Hermann Ebbinghaus

Hermann Ebbinghaus ( born January 24, 1850 in Barmen, † February 26, 1909 in Halle / Saale ) was a German psychologist. His son was the philosopher Julius Ebbinghaus, his grandson was the philologist Ernst Albrecht Ebbinghaus.


Ebbinghaus (today a part of Wuppertal ) was born 1850 in Barmen, the son of a family of entrepreneurs. At the age of 17 he began the study of history at the Rheinische Friedrich- Wilhelms University, Bonn. In 1868 he became a member of the Corps Guestphalia Bonn. He turned to philosophy. His dissertation dealt with the unconscious. He habilitated at the Friedrich- Wilhelms- University, where he became professor in 1886. Berlin's first laboratory for experimental psychology was established by Ebbinghaus. In his famous dispute with Wilhelm Dilthey, he defended experimental psychology towards the understanding psychology. 1898 Ebbinghaus moved on to Breslau, 1905 in Halle, where he died in 1909. His grave is located there on the St. Lawrence Cemetery.

Ebbinghaus was the founder of experimental research of memory and discoverer of the learning curve and the forgetting curve.

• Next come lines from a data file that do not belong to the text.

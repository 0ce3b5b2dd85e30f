use crate::route::split_path;
use hyper::header::{HeaderName, HeaderValue, HOST};
use hyper::{HeaderMap, Method, Uri};
use serde::{Deserialize, Serialize};
use std::collections::BTreeMap;
use tracing::warn;

/// Minimal description of a request to test against the routes.
#[derive(Debug, Clone, Default, PartialEq, Eq, Serialize, Deserialize)]
pub struct RequestAttributes {
    /// Defaults to `GET` when empty
    #[serde(default)]
    pub method: String,

    /// Path with an optional `?query`
    pub path: String,

    /// Header names keep the casing they were given with
    #[serde(default)]
    pub headers: BTreeMap<String, String>,
}

impl RequestAttributes {
    pub fn new(path: impl Into<String>) -> Self {
        Self {
            path: path.into(),
            ..Default::default()
        }
    }

    pub fn method(mut self, method: impl Into<String>) -> Self {
        self.method = method.into();
        self
    }

    pub fn header(mut self, name: impl Into<String>, value: impl Into<String>) -> Self {
        self.headers.insert(name.into(), value.into());
        self
    }
}

/// Canonical request built from [`RequestAttributes`].
#[derive(Debug, Clone)]
pub struct SynthesizedRequest {
    pub method: Method,
    pub path: String,
    pub raw_query: Option<String>,
    /// Decoded query pairs in order; a name may repeat
    pub query: Vec<(String, String)>,
    pub headers: HeaderMap,
    pub host: Option<String>,
    segments: Vec<String>,
    trailing_slash: bool,
}

impl SynthesizedRequest {
    /// Build the canonical request. Never fails: input that cannot be
    /// represented is dropped with a warning, and an unusable path becomes `/`.
    pub fn synthesize(attrs: &RequestAttributes) -> Self {
        let method = normalize_method(&attrs.method);
        let (path, raw_query) = split_target(&attrs.path);

        let query = raw_query
            .as_deref()
            .map(|q| {
                url::form_urlencoded::parse(q.as_bytes())
                    .map(|(k, v)| (k.into_owned(), v.into_owned()))
                    .collect()
            })
            .unwrap_or_default();

        let mut headers = HeaderMap::with_capacity(attrs.headers.len());
        for (name, value) in &attrs.headers {
            let parsed = HeaderName::from_bytes(name.as_bytes())
                .ok()
                .zip(HeaderValue::from_bytes(value.as_bytes()).ok());
            match parsed {
                Some((name, value)) => {
                    headers.append(name, value);
                }
                None => warn!(header = %name, "Dropping header that is not valid HTTP"),
            }
        }

        let host = headers
            .get(HOST)
            .and_then(|v| std::str::from_utf8(v.as_bytes()).ok())
            .map(str::to_string);

        let (segments, trailing_slash) = split_path(&path);

        Self {
            method,
            path,
            raw_query,
            query,
            headers,
            host,
            segments,
            trailing_slash,
        }
    }

    /// Case-insensitive header lookup. Values are UTF-8 as given.
    pub fn header(&self, name: &str) -> Option<&str> {
        self.headers
            .get(name)
            .and_then(|v| std::str::from_utf8(v.as_bytes()).ok())
    }

    pub fn query_values<'a>(&'a self, name: &'a str) -> impl Iterator<Item = &'a str> + 'a {
        self.query
            .iter()
            .filter(move |(k, _)| k == name)
            .map(|(_, v)| v.as_str())
    }

    pub fn segments(&self) -> &[String] {
        &self.segments
    }

    pub fn has_trailing_slash(&self) -> bool {
        self.trailing_slash
    }
}

fn normalize_method(raw: &str) -> Method {
    let raw = raw.trim();
    if raw.is_empty() {
        return Method::GET;
    }
    match Method::from_bytes(raw.to_ascii_uppercase().as_bytes()) {
        Ok(method) => method,
        Err(_) => {
            warn!(method = %raw, "Invalid method, using GET");
            Method::GET
        }
    }
}

/// Split a request target into an absolute path and the raw query.
fn split_target(target: &str) -> (String, Option<String>) {
    let target = target.trim();
    let target = if target.starts_with('/') {
        target.to_string()
    } else {
        format!("/{}", target)
    };

    if target.parse::<Uri>().is_err() {
        warn!(path = %target, "Unusable request path, using /");
        return ("/".to_string(), None);
    }

    match target.split_once('?') {
        Some((path, query)) => {
            let path = if path.is_empty() { "/" } else { path };
            (path.to_string(), Some(query.to_string()))
        }
        None => (target, None),
    }
}
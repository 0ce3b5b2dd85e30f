use std::fmt;

/// Rank of a request path segment consumed by a literal template segment.
pub const RANK_LITERAL: u8 = 3;
/// Rank of a request path segment consumed by a `:name` parameter.
pub const RANK_PARAM: u8 = 2;
/// Rank of a request path segment consumed by a trailing wildcard.
pub const RANK_WILDCARD: u8 = 1;
/// Rank of a request path segment when the route has no path predicate.
pub const RANK_UNCONSTRAINED: u8 = 0;

#[derive(Debug, Clone, PartialEq, Eq)]
pub enum Segment {
    Literal(String),
    Param(String),
    /// Trailing wildcard, optionally named (`*rest`). Anonymous for `*`, `**`
    /// and the implicit tail of a subtree.
    Wildcard(Option<String>),
}

/// A compiled `Path` or `PathSubtree` template.
#[derive(Debug, Clone, PartialEq, Eq)]
pub struct PathTemplate {
    source: String,
    segments: Vec<Segment>,
    trailing_slash: bool,
    subtree: bool,
}

/// Outcome of matching a template against a request path.
#[derive(Debug, Clone, PartialEq, Eq)]
pub struct PathMatch {
    /// One rank per request path segment
    pub ranks: Vec<u8>,
    pub wildcard: bool,
    pub captures: Vec<(String, String)>,
}

impl PathTemplate {
    /// Parse a `Path` template.
    pub fn parse(source: &str) -> Result<Self, String> {
        let rest = source
            .strip_prefix('/')
            .ok_or_else(|| format!("path template must start with '/': {:?}", source))?;

        let (body, trailing_slash) = match rest.strip_suffix('/') {
            Some(body) => (body, true),
            None => (rest, false),
        };

        let parts: Vec<&str> = if body.is_empty() {
            Vec::new()
        } else {
            body.split('/').collect()
        };

        let mut segments = Vec::with_capacity(parts.len());
        for (i, part) in parts.iter().enumerate() {
            let last = i + 1 == parts.len();
            let segment = if let Some(name) = part.strip_prefix(':') {
                if name.is_empty() {
                    return Err(format!("empty parameter name in {:?}", source));
                }
                Segment::Param(name.to_string())
            } else if let Some(name) = part.strip_prefix('*') {
                if !last {
                    return Err(format!(
                        "wildcard can only appear as the last segment in {:?}",
                        source
                    ));
                }
                let name = name.trim_start_matches('*');
                Segment::Wildcard((!name.is_empty()).then(|| name.to_string()))
            } else {
                Segment::Literal(part.to_string())
            };
            segments.push(segment);
        }

        let wildcard = matches!(segments.last(), Some(Segment::Wildcard(_)));

        Ok(Self {
            source: source.to_string(),
            segments,
            trailing_slash: trailing_slash && !wildcard,
            subtree: false,
        })
    }

    /// Parse a `PathSubtree` prefix. The prefix matches itself and everything
    /// below it; a trailing slash on the prefix is not significant.
    pub fn subtree(source: &str) -> Result<Self, String> {
        let mut template = Self::parse(source)?;
        template.source = source.to_string();
        template.trailing_slash = false;
        template.subtree = true;
        if !template.has_wildcard() {
            template.segments.push(Segment::Wildcard(None));
        }
        Ok(template)
    }

    pub fn source(&self) -> &str {
        &self.source
    }

    pub fn segments(&self) -> &[Segment] {
        &self.segments
    }

    pub fn is_subtree(&self) -> bool {
        self.subtree
    }

    pub fn has_wildcard(&self) -> bool {
        matches!(self.segments.last(), Some(Segment::Wildcard(_)))
    }

    /// First segment if it is a literal; used to bucket routes in the index.
    pub fn first_literal(&self) -> Option<&str> {
        match self.segments.first() {
            Some(Segment::Literal(s)) => Some(s),
            _ => None,
        }
    }

    /// Match against a request path already split by [`split_path`].
    ///
    /// With `ignore_trailing_slash` a single trailing slash difference between
    /// the template and the request is tolerated.
    pub fn matches(
        &self,
        segments: &[String],
        trailing_slash: bool,
        ignore_trailing_slash: bool,
    ) -> Option<PathMatch> {
        let mut ranks = Vec::with_capacity(segments.len());
        let mut captures = Vec::new();
        let mut i = 0;

        for segment in &self.segments {
            match segment {
                Segment::Literal(expected) => {
                    if segments.get(i) != Some(expected) {
                        return None;
                    }
                    ranks.push(RANK_LITERAL);
                    i += 1;
                }
                Segment::Param(name) => {
                    let value = segments.get(i).filter(|v| !v.is_empty())?;
                    captures.push((name.clone(), value.clone()));
                    ranks.push(RANK_PARAM);
                    i += 1;
                }
                Segment::Wildcard(name) => {
                    let rest = &segments[i..];
                    ranks.extend(std::iter::repeat_n(RANK_WILDCARD, rest.len()));
                    if let Some(name) = name {
                        captures.push((name.clone(), rest.join("/")));
                    }
                    return Some(PathMatch {
                        ranks,
                        wildcard: true,
                        captures,
                    });
                }
            }
        }

        if i != segments.len() {
            return None;
        }

        if !ignore_trailing_slash && self.trailing_slash != trailing_slash {
            return None;
        }

        Some(PathMatch {
            ranks,
            wildcard: false,
            captures,
        })
    }
}

impl fmt::Display for PathTemplate {
    fn fmt(&self, f: &mut fmt::Formatter<'_>) -> fmt::Result {
        f.write_str(&self.source)
    }
}

/// Split an absolute request path into segments and a trailing-slash flag.
///
/// `/` yields no segments; `/foo/` yields `["foo"]` with the flag set.
pub fn split_path(path: &str) -> (Vec<String>, bool) {
    let rest = path.strip_prefix('/').unwrap_or(path);
    let (body, trailing) = match rest.strip_suffix('/') {
        Some(body) => (body, true),
        None => (rest, false),
    };
    if body.is_empty() {
        return (Vec::new(), trailing);
    }
    (body.split('/').map(str::to_string).collect(), trailing)
}
//! Request tracing middleware

use axum::{extract::Request, middleware::Next, response::Response};
use std::time::Instant;

/// Log each request with its outcome and timing. Server errors log at error
/// level so storage failures stand out in aggregate logs.
pub async fn request_tracing(request: Request, next: Next) -> Response {
    let method = request.method().clone();
    let path = request.uri().path().to_string();

    let start = Instant::now();
    let response = next.run(request).await;
    let duration = start.elapsed();
    let status = response.status();

    if status.is_server_error() {
        tracing::error!(
            method = %method,
            path = %path,
            status = %status.as_u16(),
            duration_ms = %duration.as_millis(),
            "Request failed"
        );
    } else if status.is_client_error() {
        tracing::warn!(
            method = %method,
            path = %path,
            status = %status.as_u16(),
            duration_ms = %duration.as_millis(),
            "Request rejected"
        );
    } else {
        tracing::info!(
            method = %method,
            path = %path,
            status = %status.as_u16(),
            duration_ms = %duration.as_millis(),
            "Request completed"
        );
    }

    response
}
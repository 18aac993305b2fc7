//! Predicate construction for loan listings.
//!
//! Translates the optional filter parameters accepted by the listing
//! endpoints into bound SQL clauses on top of a base scope. Filters are
//! independent and conjunctive. Presence is carried by `Option`, so an
//! explicit zero bound produces a real clause; only a missing parameter
//! skips one.
//!
//! All clauses qualify columns with the `l` alias; every SELECT that feeds
//! a predicate aliases the loans table accordingly.

use chrono::NaiveDate;
use rust_decimal::Decimal;
use sqlx::{Postgres, QueryBuilder};
use uuid::Uuid;

use crate::models::LoanStatus;

/// Base predicate: which side of the ledger a listing is scoped to.
#[derive(Debug, Clone, PartialEq, Eq)]
pub enum LoanScope {
    /// Loans created by this lender (the outward side).
    Lender(Uuid),
    /// Loans naming this Aadhaar number as the borrower (the inward side).
    Borrower(String),
}

impl LoanScope {
    fn push_clause(&self, qb: &mut QueryBuilder<Postgres>) {
        match self {
            LoanScope::Lender(id) => {
                qb.push(" AND l.lender_id = ");
                qb.push_bind(*id);
            }
            LoanScope::Borrower(aadhaar) => {
                qb.push(" AND l.aadhaar_number = ");
                qb.push_bind(aadhaar.clone());
            }
        }
    }
}

/// Optional, independent filter criteria.
#[derive(Debug, Clone, Default, PartialEq, Eq)]
pub struct LoanFilter {
    pub start_date: Option<NaiveDate>,
    pub end_date: Option<NaiveDate>,
    pub status: Option<LoanStatus>,
    pub min_amount: Option<Decimal>,
    pub max_amount: Option<Decimal>,
}

impl LoanFilter {
    pub fn push_clauses(&self, qb: &mut QueryBuilder<Postgres>) {
        if let Some(start) = self.start_date {
            qb.push(" AND l.loan_start_date >= ");
            qb.push_bind(start);
        }
        if let Some(end) = self.end_date {
            qb.push(" AND l.loan_end_date <= ");
            qb.push_bind(end);
        }
        if let Some(status) = self.status {
            qb.push(" AND l.status = ");
            qb.push_bind(status);
        }
        if let Some(min) = self.min_amount {
            qb.push(" AND l.amount >= ");
            qb.push_bind(min);
        }
        if let Some(max) = self.max_amount {
            qb.push(" AND l.amount <= ");
            qb.push_bind(max);
        }
    }
}

/// The full predicate for a listing: base scope plus optional filters.
#[derive(Debug, Clone, PartialEq)]
pub struct LoanQuery {
    pub scope: LoanScope,
    pub filter: LoanFilter,
}

impl LoanQuery {
    pub fn new(scope: LoanScope) -> Self {
        Self {
            scope,
            filter: LoanFilter::default(),
        }
    }

    pub fn with_filter(scope: LoanScope, filter: LoanFilter) -> Self {
        Self { scope, filter }
    }

    /// Append every clause of the predicate. Ordering and pagination are the
    /// caller's concern.
    pub fn push_clauses(&self, qb: &mut QueryBuilder<Postgres>) {
        self.scope.push_clause(qb);
        self.filter.push_clauses(qb);
    }
}

#[cfg(test)]
mod tests {
    use super::*;

    const BASE: &str = "SELECT l.* FROM loans l WHERE 1=1";

    fn sql_for(query: &LoanQuery) -> String {
        let mut qb: QueryBuilder<Postgres> = QueryBuilder::new(BASE);
        query.push_clauses(&mut qb);
        qb.sql().to_string()
    }

    #[test]
    fn test_bare_scope_adds_no_extra_clauses() {
        let query = LoanQuery::new(LoanScope::Lender(Uuid::nil()));
        assert_eq!(sql_for(&query), format!("{BASE} AND l.lender_id = $1"));
    }

    #[test]
    fn test_borrower_scope_binds_aadhaar() {
        let query = LoanQuery::new(LoanScope::Borrower("123412341234".to_string()));
        assert_eq!(sql_for(&query), format!("{BASE} AND l.aadhaar_number = $1"));
    }

    #[test]
    fn test_all_filters_are_conjunctive() {
        let filter = LoanFilter {
            start_date: NaiveDate::from_ymd_opt(2025, 1, 1),
            end_date: NaiveDate::from_ymd_opt(2025, 12, 31),
            status: Some(LoanStatus::Paid),
            min_amount: Some(Decimal::from(500)),
            max_amount: Some(Decimal::from(5000)),
        };
        let query = LoanQuery::with_filter(LoanScope::Lender(Uuid::nil()), filter);

        let sql = sql_for(&query);
        assert!(sql.contains(" AND l.lender_id = $1"));
        assert!(sql.contains(" AND l.loan_start_date >= $2"));
        assert!(sql.contains(" AND l.loan_end_date <= $3"));
        assert!(sql.contains(" AND l.status = $4"));
        assert!(sql.contains(" AND l.amount >= $5"));
        assert!(sql.contains(" AND l.amount <= $6"));
    }

    #[test]
    fn test_zero_min_amount_is_a_real_clause() {
        let filter = LoanFilter {
            min_amount: Some(Decimal::ZERO),
            ..Default::default()
        };
        let query = LoanQuery::with_filter(LoanScope::Lender(Uuid::nil()), filter);

        assert!(sql_for(&query).contains(" AND l.amount >= $2"));
    }

    #[test]
    fn test_absent_filters_emit_nothing() {
        let query = LoanQuery::with_filter(
            LoanScope::Lender(Uuid::nil()),
            LoanFilter {
                status: Some(LoanStatus::Pending),
                ..Default::default()
            },
        );

        let sql = sql_for(&query);
        assert!(sql.contains(" AND l.status = $2"));
        assert!(!sql.contains("amount"));
        assert!(!sql.contains("loan_start_date"));
        assert!(!sql.contains("loan_end_date"));
    }

    #[test]
    fn test_predicate_is_deterministic() {
        let filter = LoanFilter {
            status: Some(LoanStatus::Pending),
            min_amount: Some(Decimal::from(100)),
            ..Default::default()
        };
        let query = LoanQuery::with_filter(LoanScope::Borrower("999900001111".to_string()), filter);

        assert_eq!(sql_for(&query), sql_for(&query));
    }
}
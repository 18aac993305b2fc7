//! Centralized API error handling.
//!
//! A single error type carries every failure a handler can surface, with
//! HTTP status code mapping and a JSON body holding the client-facing
//! message.

use axum::{
    http::StatusCode,
    response::{IntoResponse, Response},
    Json,
};
use serde::Serialize;
use thiserror::Error;

/// API error type with HTTP status code mapping
#[derive(Error, Debug)]
pub enum ApiError {
    #[error("{0}")]
    NotFound(String),

    #[error("{0}")]
    BadRequest(String),

    #[error("{0}")]
    Unauthorized(String),

    #[error("Validation error: {0}")]
    ValidationError(String),

    #[error("Database error: {0}")]
    DatabaseError(String),

    #[error("Internal server error: {0}")]
    InternalError(String),
}

/// JSON error response body
#[derive(Serialize)]
pub struct ErrorBody {
    pub message: String,
    pub code: &'static str,
}

impl ApiError {
    /// Get the error code string
    pub fn error_code(&self) -> &'static str {
        match self {
            ApiError::NotFound(_) => "NOT_FOUND",
            ApiError::BadRequest(_) => "BAD_REQUEST",
            ApiError::Unauthorized(_) => "UNAUTHORIZED",
            ApiError::ValidationError(_) => "VALIDATION_ERROR",
            ApiError::DatabaseError(_) => "DATABASE_ERROR",
            ApiError::InternalError(_) => "INTERNAL_ERROR",
        }
    }

    /// Get the HTTP status code
    pub fn status_code(&self) -> StatusCode {
        match self {
            ApiError::NotFound(_) => StatusCode::NOT_FOUND,
            ApiError::BadRequest(_) => StatusCode::BAD_REQUEST,
            ApiError::Unauthorized(_) => StatusCode::UNAUTHORIZED,
            ApiError::ValidationError(_) => StatusCode::BAD_REQUEST,
            ApiError::DatabaseError(_) => StatusCode::INTERNAL_SERVER_ERROR,
            ApiError::InternalError(_) => StatusCode::INTERNAL_SERVER_ERROR,
        }
    }
}

impl IntoResponse for ApiError {
    fn into_response(self) -> Response {
        let status = self.status_code();
        let code = self.error_code();
        let message = self.to_string();

        match &self {
            ApiError::DatabaseError(_) | ApiError::InternalError(_) => {
                tracing::error!(error = %message, code = %code, "Server error occurred");
            }
            _ => {
                tracing::debug!(error = %message, code = %code, "Client error occurred");
            }
        }

        // The raw message is surfaced to the client, storage errors included.
        let body = ErrorBody { message, code };

        (status, Json(body)).into_response()
    }
}

// Convenience conversions from common error types

impl From<sqlx::Error> for ApiError {
    fn from(err: sqlx::Error) -> Self {
        match err {
            sqlx::Error::RowNotFound => ApiError::NotFound("Resource not found".to_string()),
            _ => ApiError::DatabaseError(err.to_string()),
        }
    }
}

impl From<validator::ValidationErrors> for ApiError {
    fn from(err: validator::ValidationErrors) -> Self {
        ApiError::ValidationError(err.to_string())
    }
}

/// Result type alias using ApiError
pub type ApiResult<T> = Result<T, ApiError>;
//! Shared application state.

mod app_state;

pub use app_state::AppState;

Ebbinghaus was also the inventor of the three still valid psychological measurement of human memory performance: recognition method, reproduction method and saving method. New was his experimental approach to operate with learning nonsensical syllables to minimize the errors that result from experiences and content.

In 1896 he led a kind of sentence completion test with school children to investigate the effect of fatigue on performance. He let the teacher the ability of children to assess then the results assigned to a lower, middle and upper third. He found a significant relationship between the test results and teacher judgment, without being able to identify with the former means a correlation. This was probably the first test of verbal intelligence in a group.

Ebbinghaus was the first of the KVK trigrams used to perform memory experiments regardless of the vocabulary of the subject.

Ebbinghaus and the history of psychology

" Psychology has a long past but a short history ", wrote in 1907 the pioneer of memory research. This sentence may seem surprising, but humanity has been since ancient times dealt with psychological issues. However, Ebbinghaus plays with his formulation of the short time since the psychology of scientific methods is operated.


Hans Jürgen Eysenck cites in his book Sigmund Freud - the decline and end of psychoanalysis on page 36 - but without mentioning the source! - A saying, the Ebbinghaus said to have made in connection with ideas of Sigmund Freud the unconscious:

"What is new about these theories is not true, and what is true is not new. "

However, Eysenck was mistaken in his polemic. The set comes in part from the dissertation of Hermann Ebbinghaus About the Hartmannsche Philosophy of the Unconscious, on the other hand the philosopher Eduard von Hartmann is meant.

Writings (selection )

  • On Memory: Studies on experimental psychology. Duncker & Humblot, Leipzig 1885. First edition as a ( digitized and full text in German Text Archive )
  • Unchanged reprint of the text of 1885 Darmstadt. University Press, 1992, ISBN 3-534-05255-2.
  • Urmanuskript "On the memory of " 1880 - With an introduction by W. Traxel, Passau: Passavia University Press, 1983, ISBN 3-922016-35-9.